After Terry Pratchett

4 recommendations for Terry Pratchett fans who loved Going Postal, Mort, The Color of Magic, The Long Earth.

Author Focus

After Going Postal

Cover of The Gone-Away World

The Gone-Away World by Nick Harkaway

Going Postal nailed that perfect balance: razor-sharp satire on corporate greed wrapped in genuine heart for society's underdogs. You loved Moist von Lipwig because he redeemed himself through cunning, not sermons—a trickster who outsmarted the system while Pratchett's wordplay and footnotes rewarded every reread.
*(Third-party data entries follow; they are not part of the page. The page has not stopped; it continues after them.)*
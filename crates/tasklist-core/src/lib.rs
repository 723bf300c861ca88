pub mod cli;
pub mod commands;
pub mod config;
pub mod datastore;
pub mod datetime;
pub mod error;
pub mod notify;
pub mod prompt;
pub mod render;
pub mod shell;
pub mod store;
pub mod task;
pub mod view;

use std::ffi::OsString;
use std::process::ExitCode;

use anyhow::Context;
use chrono::Utc;
use clap::Parser;
use tracing::{
  debug,
  info
};

use crate::cli::CliCommand;
use crate::commands::{
  Outcome,
  Session
};

pub const EXIT_REJECTED: u8 = 2;

#[tracing::instrument(skip_all)]
pub fn run(
  raw_args: Vec<OsString>
) -> anyhow::Result<ExitCode> {
  let pre = cli::preprocess_args(&raw_args);
  let cli = cli::GlobalCli::parse_from(
    pre.cleaned_args
  );

  cli::init_tracing(
    cli.verbose,
    cli.quiet
  )?;

  info!(
    verbose = cli.verbose,
    quiet = cli.quiet,
    "starting tasklist"
  );
  debug!(?pre.rc_overrides, "preprocessed rc overrides");

  let mut cfg = config::Config::load(
    cli.config.as_deref()
  )?;
  cfg.apply_overrides(
    pre.rc_overrides.into_iter().chain(
      cli
        .rc_overrides
        .into_iter()
        .map(|kv| (kv.key, kv.value))
    )
  );

  let data_dir =
    config::resolve_data_dir(
      &cfg,
      cli.data.as_deref()
    )
    .context(
      "failed to resolve data \
       directory"
    )?;

  let storage =
    datastore::DataStore::open(
      &data_dir
    )
    .with_context(|| {
      format!(
        "failed to open datastore at \
         {}",
        data_dir.display()
      )
    })?;

  let sort = cfg.initial_sort()?;
  let confirm = cfg
    .get_bool("confirm")?
    .unwrap_or(true);
  let mut session = Session::open(
    storage,
    sort,
    cfg.calendar(),
    confirm
  )?;
  let mut renderer =
    render::Renderer::new(&cfg)?;
  let mut prompter =
    prompt::LinePrompter::stdio();

  let command = cli
    .command
    .unwrap_or(CliCommand::Shell)
    .into_command(sort);

  let code = match command {
    | None => {
      shell::run_shell(
        &mut session,
        &mut renderer,
        &mut prompter,
        Utc::now
      )?;
      ExitCode::SUCCESS
    }
    | Some(command) => {
      let outcome = session.execute(
        command,
        &mut renderer,
        &mut prompter,
        Utc::now()
      )?;
      ExitCode::from(exit_status(&outcome))
    }
  };

  info!("done");
  Ok(code)
}

fn exit_status(outcome: &Outcome) -> u8 {
  match outcome {
    | Outcome::Rejected(_) => EXIT_REJECTED,
    | Outcome::Applied
    | Outcome::Unchanged
    | Outcome::Cancelled => 0
  }
}
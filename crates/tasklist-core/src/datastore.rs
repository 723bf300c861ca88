use std::collections::BTreeMap;
use std::fs;
use std::io::{
  ErrorKind,
  Write
};
use std::path::{
  Path,
  PathBuf
};

use anyhow::{
  Context,
  anyhow
};
use tempfile::NamedTempFile;
use tracing::{
  debug,
  info
};

pub trait SlotStorage {
  fn get_item(
    &self,
    key: &str
  ) -> anyhow::Result<Option<String>>;

  fn set_item(
    &mut self,
    key: &str,
    value: &str
  ) -> anyhow::Result<()>;
}

#[derive(Debug)]
pub struct DataStore {
  pub data_dir: PathBuf
}

impl DataStore {
  #[tracing::instrument(skip(data_dir))]
  pub fn open(
    data_dir: &Path
  ) -> anyhow::Result<Self> {
    let data_dir = data_dir.to_path_buf();
    fs::create_dir_all(&data_dir)
      .with_context(|| {
        format!(
          "failed to create {}",
          data_dir.display()
        )
      })?;

    info!(
      data_dir = %data_dir.display(),
      "opened datastore"
    );

    Ok(Self { data_dir })
  }

  pub fn slot_path(
    &self,
    key: &str
  ) -> anyhow::Result<PathBuf> {
    validate_key(key)?;
    Ok(
      self
        .data_dir
        .join(format!("{key}.json"))
    )
  }
}

impl SlotStorage for DataStore {
  #[tracing::instrument(skip(self))]
  fn get_item(
    &self,
    key: &str
  ) -> anyhow::Result<Option<String>> {
    let path = self.slot_path(key)?;
    match fs::read_to_string(&path) {
      | Ok(raw) => {
        debug!(
          file = %path.display(),
          bytes = raw.len(),
          "read slot"
        );
        Ok(Some(raw))
      }
      | Err(err)
        if err.kind()
          == ErrorKind::NotFound =>
      {
        debug!(file = %path.display(), "slot not present");
        Ok(None)
      }
      | Err(err) => {
        Err(err).with_context(|| {
          format!(
            "failed reading {}",
            path.display()
          )
        })
      }
    }
  }

  #[tracing::instrument(skip(
    self, value
  ))]
  fn set_item(
    &mut self,
    key: &str,
    value: &str
  ) -> anyhow::Result<()> {
    let path = self.slot_path(key)?;
    write_atomic(&path, value)
      .with_context(|| {
        format!(
          "failed to save slot {key}"
        )
      })
  }
}

#[derive(Debug, Clone, Default)]
pub struct MemoryStore {
  slots: BTreeMap<String, String>
}

impl MemoryStore {
  pub fn new() -> Self {
    Self::default()
  }
}

impl SlotStorage for MemoryStore {
  fn get_item(
    &self,
    key: &str
  ) -> anyhow::Result<Option<String>> {
    Ok(self.slots.get(key).cloned())
  }

  fn set_item(
    &mut self,
    key: &str,
    value: &str
  ) -> anyhow::Result<()> {
    self
      .slots
      .insert(key.to_string(), value.to_string());
    Ok(())
  }
}

fn validate_key(
  key: &str
) -> anyhow::Result<()> {
  let usable = !key.is_empty()
    && key.chars().all(|ch| {
      ch.is_ascii_alphanumeric()
        || ch == '-'
        || ch == '_'
    });
  if usable {
    Ok(())
  } else {
    Err(anyhow!(
      "invalid storage key: {key:?}"
    ))
  }
}

#[tracing::instrument(skip(path, payload))]
fn write_atomic(
  path: &Path,
  payload: &str
) -> anyhow::Result<()> {
  debug!(file = %path.display(), bytes = payload.len(), "saving slot atomically");

  let dir = path
    .parent()
    .unwrap_or_else(|| Path::new("."));
  let mut temp =
    NamedTempFile::new_in(dir)?;
  temp.write_all(payload.as_bytes())?;
  temp.flush()?;

  temp.persist(path).map_err(|err| {
    anyhow!(
      "failed to persist {}: {}",
      path.display(),
      err
    )
  })?;

  Ok(())
}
That blend of irreverent humor with hopeful humanism, where progress triumphs despite bureaucratic absurdity, is exactly why this next book will feel like coming home.

After The Long Earth

Cover of All Systems Red

All Systems Red by Martha Wells

You fell hard for The Long Earth's whimsical multiverse hopping, where loner explorers like Joshua chart infinite worlds with potato-powered gadgets and Pratchett's biting satire on bureaucracy. Now, dive into All Systems Red's snarky AI SecUnit navigating corporate absurdities and alien dangers, echoing that reluctant hero vibe with dark wit and philosophical twists. It's the perfect fix for middle-aged geeks craving clever sci-fi absurdity without real-world hassles.

After Mort

Cover of The Library at Mount Char

The Library at Mount Char by Scott Hawkins

Mort hooked you with its razor-sharp wit turning cosmic bureaucracy into laugh-out-loud absurdity, humanizing Death as a bumbling figure we can't help but root for. That perfect mix of dark humor, flawed protagonists fumbling through fate, and subtle musings on mortality without the preachiness—it's why we keep coming back to Pratchett's genius. If that resonated, you'll devour this follow-up's surreal world of god-like powers and ironic twists, echoing the same heartfelt chaos and clever comfort.

After The Color of Magic

Cover of Orconomics

Orconomics by J. Zachary Pike

Pratchett taught you to mock fantasy clichés with puns and chaos. Orconomics takes that irreverent wit and audits the genre's economics—turning adventuring guilds into corporate nightmares and dragon hoards into portfolios. Same flawed, broke heroes. Same whimsical absurdity. Zero epic stakes, all the smart laughs.